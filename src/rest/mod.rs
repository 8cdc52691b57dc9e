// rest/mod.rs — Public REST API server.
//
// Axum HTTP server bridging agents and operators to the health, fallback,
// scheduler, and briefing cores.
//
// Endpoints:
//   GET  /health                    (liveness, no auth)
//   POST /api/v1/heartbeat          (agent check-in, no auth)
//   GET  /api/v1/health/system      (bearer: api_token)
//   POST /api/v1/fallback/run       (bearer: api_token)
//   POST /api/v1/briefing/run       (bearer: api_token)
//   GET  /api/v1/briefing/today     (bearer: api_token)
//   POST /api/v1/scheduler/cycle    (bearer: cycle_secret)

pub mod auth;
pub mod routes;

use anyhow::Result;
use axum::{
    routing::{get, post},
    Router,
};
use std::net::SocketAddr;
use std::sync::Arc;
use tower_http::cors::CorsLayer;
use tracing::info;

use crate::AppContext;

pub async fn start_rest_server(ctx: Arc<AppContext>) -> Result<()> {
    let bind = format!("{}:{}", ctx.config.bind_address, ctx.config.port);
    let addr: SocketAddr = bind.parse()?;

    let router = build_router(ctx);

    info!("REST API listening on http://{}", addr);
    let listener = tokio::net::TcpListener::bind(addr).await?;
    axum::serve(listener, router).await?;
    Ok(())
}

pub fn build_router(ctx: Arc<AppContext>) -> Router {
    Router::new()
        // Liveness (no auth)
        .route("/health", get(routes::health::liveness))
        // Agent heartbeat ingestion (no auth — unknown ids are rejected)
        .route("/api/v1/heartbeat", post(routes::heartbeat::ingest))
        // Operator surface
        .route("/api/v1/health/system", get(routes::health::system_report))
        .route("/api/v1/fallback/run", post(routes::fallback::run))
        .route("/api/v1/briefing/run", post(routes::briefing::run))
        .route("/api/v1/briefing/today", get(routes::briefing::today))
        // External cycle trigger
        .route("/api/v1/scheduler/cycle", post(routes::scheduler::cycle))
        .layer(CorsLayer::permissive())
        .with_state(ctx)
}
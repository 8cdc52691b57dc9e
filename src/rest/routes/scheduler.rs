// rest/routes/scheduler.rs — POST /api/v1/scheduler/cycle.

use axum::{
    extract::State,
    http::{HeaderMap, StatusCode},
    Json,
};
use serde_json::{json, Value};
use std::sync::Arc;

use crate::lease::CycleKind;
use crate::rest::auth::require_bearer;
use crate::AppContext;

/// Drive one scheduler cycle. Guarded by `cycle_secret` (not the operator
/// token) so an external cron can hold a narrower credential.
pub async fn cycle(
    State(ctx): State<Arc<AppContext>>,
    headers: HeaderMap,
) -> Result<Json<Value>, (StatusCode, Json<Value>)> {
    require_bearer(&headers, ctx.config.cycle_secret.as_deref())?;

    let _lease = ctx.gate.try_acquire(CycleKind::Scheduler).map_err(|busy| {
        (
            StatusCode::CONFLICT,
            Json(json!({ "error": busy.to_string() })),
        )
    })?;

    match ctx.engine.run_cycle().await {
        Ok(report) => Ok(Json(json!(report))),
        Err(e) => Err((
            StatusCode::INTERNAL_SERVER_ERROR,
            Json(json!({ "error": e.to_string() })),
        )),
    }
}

====

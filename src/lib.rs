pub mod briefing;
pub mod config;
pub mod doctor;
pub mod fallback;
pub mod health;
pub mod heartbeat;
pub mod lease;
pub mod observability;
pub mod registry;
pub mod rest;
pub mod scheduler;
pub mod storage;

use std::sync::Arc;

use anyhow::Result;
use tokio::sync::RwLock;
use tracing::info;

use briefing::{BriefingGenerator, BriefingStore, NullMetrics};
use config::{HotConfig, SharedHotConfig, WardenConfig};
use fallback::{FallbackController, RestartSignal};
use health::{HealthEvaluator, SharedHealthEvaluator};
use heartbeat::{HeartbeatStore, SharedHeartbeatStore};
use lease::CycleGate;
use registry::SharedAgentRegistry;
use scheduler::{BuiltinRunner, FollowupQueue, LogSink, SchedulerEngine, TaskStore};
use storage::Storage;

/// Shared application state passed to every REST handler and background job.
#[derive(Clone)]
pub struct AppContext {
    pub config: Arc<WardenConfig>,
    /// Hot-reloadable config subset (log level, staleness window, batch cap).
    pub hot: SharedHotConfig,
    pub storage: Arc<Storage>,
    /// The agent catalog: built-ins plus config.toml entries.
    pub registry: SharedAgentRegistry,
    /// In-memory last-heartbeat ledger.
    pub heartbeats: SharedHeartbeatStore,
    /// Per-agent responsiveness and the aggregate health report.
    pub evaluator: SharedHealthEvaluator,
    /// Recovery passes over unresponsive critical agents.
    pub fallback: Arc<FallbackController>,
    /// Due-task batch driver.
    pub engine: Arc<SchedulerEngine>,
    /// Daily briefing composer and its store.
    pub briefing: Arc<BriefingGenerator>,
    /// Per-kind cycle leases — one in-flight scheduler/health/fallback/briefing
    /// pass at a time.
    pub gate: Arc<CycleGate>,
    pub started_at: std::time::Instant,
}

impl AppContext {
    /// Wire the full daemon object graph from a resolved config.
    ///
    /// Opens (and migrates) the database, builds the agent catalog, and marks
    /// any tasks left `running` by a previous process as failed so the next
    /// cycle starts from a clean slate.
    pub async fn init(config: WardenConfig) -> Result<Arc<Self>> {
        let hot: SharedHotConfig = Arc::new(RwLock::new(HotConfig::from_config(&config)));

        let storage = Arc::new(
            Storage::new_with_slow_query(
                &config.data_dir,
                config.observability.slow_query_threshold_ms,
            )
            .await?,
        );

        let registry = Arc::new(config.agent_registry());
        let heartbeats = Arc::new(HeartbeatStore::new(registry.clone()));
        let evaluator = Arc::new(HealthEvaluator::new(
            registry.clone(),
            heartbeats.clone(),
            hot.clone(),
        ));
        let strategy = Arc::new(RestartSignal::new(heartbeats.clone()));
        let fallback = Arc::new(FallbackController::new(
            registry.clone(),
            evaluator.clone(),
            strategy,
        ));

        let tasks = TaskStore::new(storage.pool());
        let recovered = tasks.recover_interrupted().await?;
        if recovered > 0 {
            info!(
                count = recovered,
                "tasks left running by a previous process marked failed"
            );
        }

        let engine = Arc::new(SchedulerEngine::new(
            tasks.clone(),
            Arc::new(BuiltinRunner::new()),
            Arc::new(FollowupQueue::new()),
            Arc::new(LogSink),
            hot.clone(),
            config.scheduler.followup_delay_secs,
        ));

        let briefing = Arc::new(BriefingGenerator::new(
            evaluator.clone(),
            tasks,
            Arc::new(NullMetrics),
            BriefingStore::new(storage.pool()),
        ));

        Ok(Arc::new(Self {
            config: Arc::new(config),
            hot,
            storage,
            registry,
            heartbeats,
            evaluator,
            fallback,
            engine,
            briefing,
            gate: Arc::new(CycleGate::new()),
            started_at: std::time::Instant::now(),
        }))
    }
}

====

The problem
The required answer is the exact run of lines above starting at the line with "filename src/rest/mod.rs" and ending at the line with "filename src/rest/routes/scheduler.rs", with both ends present.

Answer to this exercise
filename src/rest/mod.rs
repository 8cdc52691b57dc9e
// rest/mod.rs — Public REST API server.
//
// Axum HTTP server bridging agents and operators to the health, fallback,
// scheduler, and briefing cores.
//
// Endpoints:
//   GET  /health                    (liveness, no auth)
//   POST /api/v1/heartbeat          (agent check-in, no auth)
//   GET  /api/v1/health/system      (bearer: api_token)
//   POST /api/v1/fallback/run       (bearer: api_token)
//   POST /api/v1/briefing/run       (bearer: api_token)
//   GET  /api/v1/briefing/today     (bearer: api_token)
//   POST /api/v1/scheduler/cycle    (bearer: cycle_secret)

pub mod auth;
pub mod routes;

use anyhow::Result;
use axum::{
    routing::{get, post},
    Router,
};
use std::net::SocketAddr;
use std::sync::Arc;
use tower_http::cors::CorsLayer;
use tracing::info;

use crate::AppContext;

pub async fn start_rest_server(ctx: Arc<AppContext>) -> Result<()> {
    let bind = format!("{}:{}", ctx.config.bind_address, ctx.config.port);
    let addr: SocketAddr = bind.parse()?;

    let router = build_router(ctx);

    info!("REST API listening on http://{}", addr);
    let listener = tokio::net::TcpListener::bind(addr).await?;
    axum::serve(listener, router).await?;
    Ok(())
}

pub fn build_router(ctx: Arc<AppContext>) -> Router {
    Router::new()
        // Liveness (no auth)
        .route("/health", get(routes::health::liveness))
        // Agent heartbeat ingestion (no auth — unknown ids are rejected)
        .route("/api/v1/heartbeat", post(routes::heartbeat::ingest))
        // Operator surface
        .route("/api/v1/health/system", get(routes::health::system_report))
        .route("/api/v1/fallback/run", post(routes::fallback::run))
        .route("/api/v1/briefing/run", post(routes::briefing::run))
        .route("/api/v1/briefing/today", get(routes::briefing::today))
        // External cycle trigger
        .route("/api/v1/scheduler/cycle", post(routes::scheduler::cycle))
        .layer(CorsLayer::permissive())
        .with_state(ctx)
}
repository 8cdc52691b57dc9e
filename src/rest/routes/scheduler.rs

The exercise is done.